To find the maximum return in percentage we can us max() to find out the max value over the given period, then use it to calculate the percentage.

# find max return - use the max price occurred in the time period to calculate the percentage
tsla5yMR = round(((tsla5y['Adj Close'].max() / tsla5y['Adj Close'].head(1).item()) - 1.0) * 100, 2)
print(tsla5yMR)

Output:

iv. Max Drawdown(%) (5years)

This one is tricky to find, because I need to dynamically look for the greatest percentage change from high price (record high at that date) to low price, the “first-day-price” is not that important. In order to find out MDD, we need to use cummax() and cummin() to dynamically analyse the data set.

# find MDD
roll_max = tsla5y['Adj Close'].cummax()
print(roll_max)
daily_draw_down = tsla5y['Adj Close']/roll_max - 1.0
print(daily_draw_down)
max_draw_down = daily_draw_down.cummin()
print(max_draw_down)

# conclusion
print(round(max_draw_down.tail(1).item() * 100, 2))

Variable	Purpose	Output
roll_max (also know as record high)	check current price with current_max price, price of the date will be replaced by the record high up to that date. in the end the data will be the highest within the period.
daily_draw_down (daily % lower than the record high up to that day)	once we have the roll_max, we can divide daily data by roll_max of the same day to get the “daily draw down with respect to the record roll_max up to that date”
max_draw_down	find out the “maximum” (most negative) of daily_draw_down value and carry it forward
Conclusion:

Part B - Make it Systematic – functions call

Since I am going to perform same task for other stocks (AAPL, NVDA, SHOP and BAC),

I then write the code into functions and make it reusable:

The program's duty:

1. The “main” function allow user to input a valid ticker (program will fail if the user enter an invalid ticker)
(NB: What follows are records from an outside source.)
//! `ksctl gdpr-delete` — erase a user record and everything owned by it.
//!
//! Deletes the UserSignup with foreground propagation so every dependent
//! object (MasterUserRecord, Spaces, bindings) is gone before the delete
//! completes. Used for GDPR erasure requests; there is no undo.
//!
//! # Usage
//!
//! ```bash
//! ksctl gdpr-delete alice
//! ```

use async_trait::async_trait;
use clap::Args;
use kube::api::DeleteParams;
use kube::Api;

use ksctl_api::UserSignup;

use crate::context::CommandContext;
use crate::flow::{self, GuardedMutation, Precondition};
use crate::Result;

/// Delete a UserSignup and all the user's data
#[derive(Args, Debug)]
pub struct GdprDeleteArgs {
    /// Name of the UserSignup to erase
    pub name: String,
}

/// Run the gdpr-delete command.
pub async fn run(ctx: &mut CommandContext, args: GdprDeleteArgs) -> Result<()> {
    let (cluster, client) = ctx.host_client().await?;
    let api: Api<UserSignup> = Api::namespaced(client, &cluster.operator_namespace);

    let mutation = GdprDelete {
        api: api.clone(),
        name: args.name.clone(),
    };
    flow::run(
        &mut ctx.term,
        &api,
        &cluster.operator_namespace,
        &args.name,
        mutation,
    )
    .await?;
    Ok(())
}

struct GdprDelete {
    api: Api<UserSignup>,
    name: String,
}

#[async_trait]
impl GuardedMutation for GdprDelete {
    type Target = UserSignup;

    fn preview_title(&self) -> String {
        format!("UserSignup '{}'", self.name)
    }

    fn check(&self, _target: &UserSignup) -> Result<Precondition> {
        // Erasure has no benign already-done state: the fetch would have
        // failed if the record were gone.
        Ok(Precondition::Proceed)
    }

    fn danger_warning(&self) -> Option<String> {
        Some(
            "this deletes the UserSignup and every resource belonging to the \
             user on all clusters"
                .to_string(),
        )
    }

    fn question(&self) -> String {
        format!("permanently erase the UserSignup '{}'?", self.name)
    }

    async fn apply(&mut self, _target: UserSignup) -> Result<()> {
        self.api
            .delete(&self.name, &DeleteParams::foreground())
            .await?;
        Ok(())
    }

    fn success_message(&self) -> String {
        format!("UserSignup '{}' and all its dependent data have been deleted", self.name)
    }
}

#[cfg(test)]
mod tests {
    use ksctl_api::{IdentityClaims, UserSignupSpec};

    use super::*;
    use crate::commands::test_support::disconnected_client;
    use crate::flow::Outcome;
    use crate::term::Terminal;

    fn signup() -> UserSignup {
        UserSignup::new(
            "alice",
            UserSignupSpec {
                identity_claims: IdentityClaims {
                    sub: "abc".to_string(),
                    email: "alice@example.com".to_string(),
                    preferred_username: None,
                },
                states: vec![],
                target_cluster: None,
            },
        )
    }

    fn mutation() -> GdprDelete {
        GdprDelete {
            api: Api::namespaced(disconnected_client(), "toolchain-host-operator"),
            name: "alice".to_string(),
        }
    }

    #[tokio::test]
    async fn erasure_always_proceeds_to_the_prompt() {
        let result = mutation().check(&signup()).unwrap();
        assert!(matches!(result, Precondition::Proceed));
    }

    #[tokio::test]
    async fn declining_the_danger_prompt_deletes_nothing() {
        let (mut term, out) = Terminal::test("n\n");
        let outcome = flow::execute(&mut term, mutation(), signup()).await.unwrap();

        assert_eq!(outcome, Outcome::Declined);
        let printed = out.contents();
        assert!(printed.contains("CANNOT BE UNDONE"));
        assert!(!printed.contains("have been deleted"));
    }
}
2. It passes the ticker string to Pandas Datareader to create useful dataframe objects.

3. Each dataframe is passed to respective functions to calculate the value in my criteria.

4. All the value is stored in dictionary (key:value pair) and the dictionary is printed to terminal

(in the dictionary, the value is in list type “[]” for integrating with database in the next part)

part_B_stock_stat_gen.py

import pandas_datareader.data as web
import datetime
import pandas as pd

pd.set_option('display.max_rows', 40)
pd.set_option('display.max_columns', 10)
pd.set_option('display.width', 1000)
fiveYearAgo = datetime.datetime(2017, 4, 8)
thisYear = datetime.datetime(2022, 1, 1)
today = datetime.datetime(2022, 4, 8)


def cal_percentage_return(stock):
    return round(((stock['Adj Close'].tail(1).item() / stock['Adj Close'].head(1).item()) - 1.0) * 100, 2)
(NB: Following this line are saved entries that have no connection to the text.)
//! `ksctl promote-space` — move a Space to another namespace template
//! tier.
//!
//! # Usage
//!
//! ```bash
//! ksctl promote-space alice-dev base1ns6didler
//! ```

use async_trait::async_trait;
use clap::Args;
use kube::Api;

use ksctl_api::{NSTemplateTier, Space};

use crate::context::CommandContext;
use crate::flow::{self, GuardedMutation, Precondition};
use crate::Result;

/// Move a Space to another namespace template tier
#[derive(Args, Debug)]
pub struct PromoteSpaceArgs {
    /// Name of the Space to promote
    pub name: String,

    /// Name of the NSTemplateTier to move the Space to
    pub target_tier: String,
}

/// Run the promote-space command.
pub async fn run(ctx: &mut CommandContext, args: PromoteSpaceArgs) -> Result<()> {
    let (cluster, client) = ctx.host_client().await?;
    let spaces: Api<Space> = Api::namespaced(client.clone(), &cluster.operator_namespace);
    let tiers: Api<NSTemplateTier> = Api::namespaced(client, &cluster.operator_namespace);

    // Hard requirement: the tier must exist before anything is previewed.
    flow::fetch(&tiers, &cluster.operator_namespace, &args.target_tier).await?;

    let mutation = PromoteSpace {
        api: spaces.clone(),
        name: args.name.clone(),
        target_tier: args.target_tier,
    };
    flow::run(
        &mut ctx.term,
        &spaces,
        &cluster.operator_namespace,
        &args.name,
        mutation,
    )
    .await?;
    Ok(())
}

struct PromoteSpace {
    api: Api<Space>,
    name: String,
    target_tier: String,
}

#[async_trait]
impl GuardedMutation for PromoteSpace {
    type Target = Space;

    fn preview_title(&self) -> String {
        format!("Space '{}'", self.name)
    }

    fn check(&self, target: &Space) -> Result<Precondition> {
        if target.spec.tier_name == self.target_tier {
            return Ok(Precondition::NothingToDo(format!(
                "Space '{}' is already on the '{}' tier",
                self.name, self.target_tier
            )));
        }
        Ok(Precondition::Proceed)
    }

    fn question(&self) -> String {
        format!(
            "promote the Space '{}' to the '{}' tier?",
            self.name, self.target_tier
        )
    }

    async fn apply(&mut self, mut target: Space) -> Result<()> {
        target.spec.tier_name = self.target_tier.clone();
        flow::update(&self.api, target).await?;
        Ok(())
    }

    fn success_message(&self) -> String {
        format!(
            "Space '{}' has been promoted to the '{}' tier",
            self.name, self.target_tier
        )
    }
}

#[cfg(test)]
mod tests {
    use ksctl_api::SpaceSpec;

    use super::*;
    use crate::commands::test_support::disconnected_client;

    fn space(tier: &str) -> Space {
        Space::new(
            "alice-dev",
            SpaceSpec {
                target_cluster: Some("member-1".to_string()),
                tier_name: tier.to_string(),
            },
        )
    }

    fn mutation() -> PromoteSpace {
        PromoteSpace {
            api: Api::namespaced(disconnected_client(), "toolchain-host-operator"),
            name: "alice-dev".to_string(),
            target_tier: "base1ns6didler".to_string(),
        }
    }

    #[tokio::test]
    async fn already_on_target_tier_is_nothing_to_do() {
        let result = mutation().check(&space("base1ns6didler")).unwrap();
        assert!(matches!(result, Precondition::NothingToDo(_)));
    }

    #[tokio::test]
    async fn different_tier_proceeds() {
        let result = mutation().check(&space("base1ns")).unwrap();
        assert!(matches!(result, Precondition::Proceed));
    }
}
def cal_max_return_5y(stock5y):
    stock5y_mr = round(((stock5y['Adj Close'].max() / stock5y['Adj Close'].head(1).item()) - 1.0) * 100, 2)
    return stock5y_mr


def cal_mdd_5y(stock5y):
    roll_max = stock5y['Adj Close'].cummax()
    daily_draw_down = stock5y['Adj Close'] / roll_max - 1.0
    max_draw_down = daily_draw_down.cummin()
    return round(max_draw_down.tail(1).item() * 100, 2)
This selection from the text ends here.